BEGIN

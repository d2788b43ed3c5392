//! Bounded, time-aware delivery queue.
//!
//! Envelopes are ordered by the time they next become eligible, then by
//! arrival. A worker takes an envelope out with [`DeliveryQueue::dequeue_ready`]
//! and receives a [`Lease`]; the lease must be settled with
//! [`DeliveryQueue::requeue`] or [`DeliveryQueue::complete`]. A lease that is
//! dropped unsettled puts its envelope back untouched, so an envelope is never
//! attempted twice at the same time and never lost by a crashed worker.
//!
//! Leased envelopes count towards the queue length, so a requeue can never
//! overflow the queue.

use std::{collections::BTreeMap, sync::Arc, time::Duration};

use chrono::{DateTime, Utc};
use conduit_common::{
    clock::Clock,
    envelope::{Envelope, EnvelopeId},
    internal,
};
use parking_lot::Mutex;
use thiserror::Error;
use tokio::sync::{Notify, futures::Notified};

#[derive(Debug, Error, PartialEq, Eq)]
pub enum QueueError {
    /// The queue is at capacity; the client should try again later.
    #[error("Queue is full ({capacity} messages)")]
    Full { capacity: usize },

    /// The envelope can never be delivered.
    #[error("Envelope rejected: {0}")]
    Rejected(String),
}

impl QueueError {
    /// Returns `true` if the sender may succeed by trying again later.
    #[must_use]
    pub const fn is_temporary(&self) -> bool {
        matches!(self, Self::Full { .. })
    }
}

type Key = (DateTime<Utc>, u64);

#[derive(Debug, Default)]
struct State {
    pending: BTreeMap<Key, Envelope>,
    leased: usize,
    next_sequence: u64,
}

impl State {
    fn len(&self) -> usize {
        self.pending.len() + self.leased
    }
}

#[derive(Debug)]
struct Inner {
    state: Mutex<State>,
    capacity: usize,
    clock: Arc<dyn Clock>,
    ready: Notify,
}

impl Inner {
    /// Move a leased envelope back to pending. Both counts change under one
    /// lock so a concurrent enqueue never sees the slot as free.
    fn release(&self, sequence: u64, envelope: Envelope) {
        {
            let mut state = self.state.lock();
            state.leased = state.leased.saturating_sub(1);
            state
                .pending
                .insert((envelope.next_attempt_at(), sequence), envelope);
        }
        self.ready.notify_one();
    }
}

/// Shared handle to the delivery queue. Clones refer to the same queue.
#[derive(Debug, Clone)]
pub struct DeliveryQueue {
    inner: Arc<Inner>,
}

impl DeliveryQueue {
    #[must_use]
    pub fn new(capacity: usize, clock: Arc<dyn Clock>) -> Self {
        Self {
            inner: Arc::new(Inner {
                state: Mutex::new(State::default()),
                capacity,
                clock,
                ready: Notify::new(),
            }),
        }
    }

    /// Add a new envelope, eligible immediately.
    ///
    /// # Errors
    /// [`QueueError::Full`] when the queue holds `capacity` envelopes, queued
    /// or leased. [`QueueError::Rejected`] when the envelope has no recipients.
    pub fn enqueue(&self, mut envelope: Envelope) -> Result<EnvelopeId, QueueError> {
        if envelope.recipients().is_empty() {
            return Err(QueueError::Rejected("envelope has no recipients".to_string()));
        }

        let id = envelope.id();
        {
            let mut state = self.inner.state.lock();
            if state.len() >= self.inner.capacity {
                return Err(QueueError::Full {
                    capacity: self.inner.capacity,
                });
            }

            envelope.schedule(self.inner.clock.now());
            let sequence = state.next_sequence;
            state.next_sequence += 1;
            state
                .pending
                .insert((envelope.next_attempt_at(), sequence), envelope);
        }

        internal!(level = DEBUG, envelope = %id, "Envelope queued");
        self.inner.ready.notify_one();

        Ok(id)
    }

    /// Take the envelope that has been eligible the longest, if any is eligible now.
    pub fn dequeue_ready(&self) -> Option<Lease> {
        let now = self.inner.clock.now();
        let mut state = self.inner.state.lock();

        let first = state.pending.first_key_value().map(|((at, _), _)| *at)?;
        if first > now {
            return None;
        }

        let ((_, sequence), envelope) = state.pending.pop_first()?;
        state.leased += 1;

        Some(Lease {
            envelope,
            sequence,
            settled: false,
            queue: Arc::clone(&self.inner),
        })
    }

    /// Put a leased envelope back after a failed attempt, one attempt older and
    /// eligible again after `delay`.
    pub fn requeue(&self, mut lease: Lease, delay: Duration) {
        debug_assert!(Arc::ptr_eq(&self.inner, &lease.queue));

        let mut envelope = lease.settle();
        envelope.record_attempt(self.inner.clock.now(), delay);

        self.inner.release(lease.sequence, envelope);
    }

    /// Remove a leased envelope from the queue for good.
    pub fn complete(&self, mut lease: Lease) -> Envelope {
        debug_assert!(Arc::ptr_eq(&self.inner, &lease.queue));

        let envelope = lease.settle();
        let mut state = self.inner.state.lock();
        state.leased = state.leased.saturating_sub(1);

        envelope
    }

    /// Remove and return every queued envelope older than `max_age`.
    ///
    /// Leased envelopes are left alone; their worker decides their fate.
    pub fn evict_expired(&self, max_age: Duration) -> Vec<Envelope> {
        let now = self.inner.clock.now();
        let mut state = self.inner.state.lock();

        let expired_keys = state
            .pending
            .iter()
            .filter(|(_, envelope)| envelope.is_expired(now, max_age))
            .map(|(key, _)| *key)
            .collect::<Vec<_>>();

        expired_keys
            .into_iter()
            .filter_map(|key| state.pending.remove(&key))
            .collect()
    }

    /// When the next queued envelope becomes eligible
    pub fn next_eligible_at(&self) -> Option<DateTime<Utc>> {
        self.inner
            .state
            .lock()
            .pending
            .first_key_value()
            .map(|((at, _), _)| *at)
    }

    /// Number of envelopes held, including leased ones
    pub fn len(&self) -> usize {
        self.inner.state.lock().len()
    }

    pub fn is_empty(&self) -> bool {
        self.len() == 0
    }

    /// Number of envelopes currently leased to a worker
    pub fn leased(&self) -> usize {
        self.inner.state.lock().leased
    }

    pub fn capacity(&self) -> usize {
        self.inner.capacity
    }

    /// Copies of the queued (not leased) envelopes in dequeue order
    pub fn snapshot(&self) -> Vec<Envelope> {
        self.inner.state.lock().pending.values().cloned().collect()
    }

    pub fn clock(&self) -> &Arc<dyn Clock> {
        &self.inner.clock
    }

    /// Resolves after the next enqueue or requeue.
    ///
    /// A notification sent while nobody was waiting is kept for the next
    /// waiter, so an enqueue between two worker passes is never missed.
    pub fn notified(&self) -> Notified<'_> {
        self.inner.ready.notified()
    }
}

/// Exclusive claim on one envelope taken out of the queue.
#[derive(Debug)]
pub struct Lease {
    envelope: Envelope,
    sequence: u64,
    settled: bool,
    queue: Arc<Inner>,
}

impl Lease {
    pub const fn envelope(&self) -> &Envelope {
        &self.envelope
    }

    fn settle(&mut self) -> Envelope {
        self.settled = true;
        self.envelope.clone()
    }
}

impl Drop for Lease {
    fn drop(&mut self) {
        if self.settled {
            return;
        }

        internal!(
            level = WARN,
            envelope = %self.envelope.id(),
            "Lease dropped without an outcome, returning envelope to the queue"
        );

        self.queue.release(self.sequence, self.envelope.clone());
    }
}
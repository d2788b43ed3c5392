//! Error types for the conduit-common crate.

use std::{io, path::PathBuf};

use thiserror::Error;

/// Errors raised while loading or validating the relay configuration.
///
/// All of these are fatal at startup.
#[derive(Debug, Error)]
pub enum ConfigError {
    /// The configuration file could not be read.
    #[error("Unable to read configuration file {}: {source}", path.display())]
    Read {
        path: PathBuf,
        #[source]
        source: io::Error,
    },

    /// The configuration file is not valid TOML, or has mistyped values.
    #[error("Unable to parse configuration: {0}")]
    Parse(#[from] toml::de::Error),

    /// A required configuration field is missing.
    #[error("Missing required field: {0}")]
    MissingField(&'static str),

    /// A configuration value is invalid.
    #[error("Invalid configuration for {field}: {reason}")]
    Invalid { field: &'static str, reason: String },
}

impl ConfigError {
    pub(crate) fn invalid(field: &'static str, reason: impl Into<String>) -> Self {
        Self::Invalid {
            field,
            reason: reason.into(),
        }
    }
}
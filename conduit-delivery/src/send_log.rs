//! Record of delivery outcomes.
//!
//! The send log is append-only and keeps entries for the configured retention
//! window. Old entries are purged lazily whenever the log is appended to or
//! read, and periodically by the delivery workers.

use std::{
    collections::VecDeque,
    fmt::{self, Display, Formatter},
    sync::Arc,
    time::Duration,
};

use chrono::{DateTime, Utc};
use conduit_common::{
    clock::{self, Clock},
    envelope::{Envelope, EnvelopeId},
};
use parking_lot::Mutex;

use crate::error::{DeliveryError, ErrorClass};

#[derive(Debug, Clone, Copy, PartialEq, Eq, Hash)]
pub enum Outcome {
    Sent,
    Requeued,
    FailedPermanent,
    Expired,
}

impl Outcome {
    /// Terminal outcomes end the envelope's life
    pub const fn is_terminal(self) -> bool {
        !matches!(self, Self::Requeued)
    }
}

impl Display for Outcome {
    fn fmt(&self, fmt: &mut Formatter<'_>) -> fmt::Result {
        fmt.write_str(match self {
            Self::Sent => "sent",
            Self::Requeued => "requeued",
            Self::FailedPermanent => "failed-permanent",
            Self::Expired => "expired",
        })
    }
}

/// The failure behind a non-`sent` outcome
#[derive(Debug, Clone, PartialEq, Eq)]
pub struct LoggedError {
    pub class: ErrorClass,
    pub message: String,
}

impl From<&DeliveryError> for LoggedError {
    fn from(error: &DeliveryError) -> Self {
        Self {
            class: error.class(),
            message: error.to_string(),
        }
    }
}

#[derive(Debug, Clone, PartialEq, Eq)]
pub struct SendLogEntry {
    pub timestamp: DateTime<Utc>,
    pub envelope_id: EnvelopeId,
    /// The original sender, which the message carries as its reply-to
    pub from: String,
    pub to: Vec<String>,
    pub subject: Option<String>,
    pub attempt: u32,
    pub outcome: Outcome,
    pub error: Option<LoggedError>,
}

impl SendLogEntry {
    /// An entry for `envelope`, numbering the attempt that just finished.
    #[must_use]
    pub fn new(envelope: &Envelope, outcome: Outcome, timestamp: DateTime<Utc>) -> Self {
        Self {
            timestamp,
            envelope_id: envelope.id(),
            from: envelope.reply_to().to_owned(),
            to: envelope.recipients().to_vec(),
            subject: envelope.subject().map(ToOwned::to_owned),
            attempt: envelope.attempts().saturating_add(1),
            outcome,
            error: None,
        }
    }

    #[must_use]
    pub fn with_error(mut self, error: &DeliveryError) -> Self {
        self.error = Some(error.into());
        self
    }
}

#[derive(Debug)]
struct Inner {
    entries: Mutex<VecDeque<SendLogEntry>>,
    enabled: bool,
    retention: Duration,
    clock: Arc<dyn Clock>,
}

/// Shared handle to the send log. Clones refer to the same log.
#[derive(Debug, Clone)]
pub struct SendLog {
    inner: Arc<Inner>,
}

impl SendLog {
    #[must_use]
    pub fn new(enabled: bool, retention: Duration, clock: Arc<dyn Clock>) -> Self {
        Self {
            inner: Arc::new(Inner {
                entries: Mutex::new(VecDeque::new()),
                enabled,
                retention,
                clock,
            }),
        }
    }

    pub fn is_enabled(&self) -> bool {
        self.inner.enabled
    }

    /// Record an outcome. Ignored when the log is disabled.
    pub fn append(&self, entry: SendLogEntry) {
        if !self.inner.enabled {
            return;
        }

        let mut entries = self.inner.entries.lock();
        self.purge_locked(&mut entries);
        entries.push_back(entry);
    }

    /// Copies of the retained entries, oldest first
    pub fn entries(&self) -> Vec<SendLogEntry> {
        let mut entries = self.inner.entries.lock();
        self.purge_locked(&mut entries);
        entries.iter().cloned().collect()
    }

    pub fn len(&self) -> usize {
        let mut entries = self.inner.entries.lock();
        self.purge_locked(&mut entries);
        entries.len()
    }

    pub fn is_empty(&self) -> bool {
        self.len() == 0
    }

    pub fn clear(&self) {
        self.inner.entries.lock().clear();
    }

    /// Drop entries older than the retention window, returning how many went.
    pub fn purge(&self) -> usize {
        let mut entries = self.inner.entries.lock();
        self.purge_locked(&mut entries)
    }

    fn purge_locked(&self, entries: &mut VecDeque<SendLogEntry>) -> usize {
        let now = self.inner.clock.now();
        let before = entries.len();

        // Appends are in time order, so expired entries are all at the front.
        while entries
            .front()
            .is_some_and(|entry| clock::elapsed(entry.timestamp, now) > self.inner.retention)
        {
            entries.pop_front();
        }

        before - entries.len()
    }
}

END

Task to carry out: Copy, from the material above, each line in which the string "older" occurs.

Task result:
    /// Put a leased envelope back after a failed attempt, one attempt older and
    /// Remove and return every queued envelope older than `max_age`.
    /// Drop entries older than the retention window, returning how many went.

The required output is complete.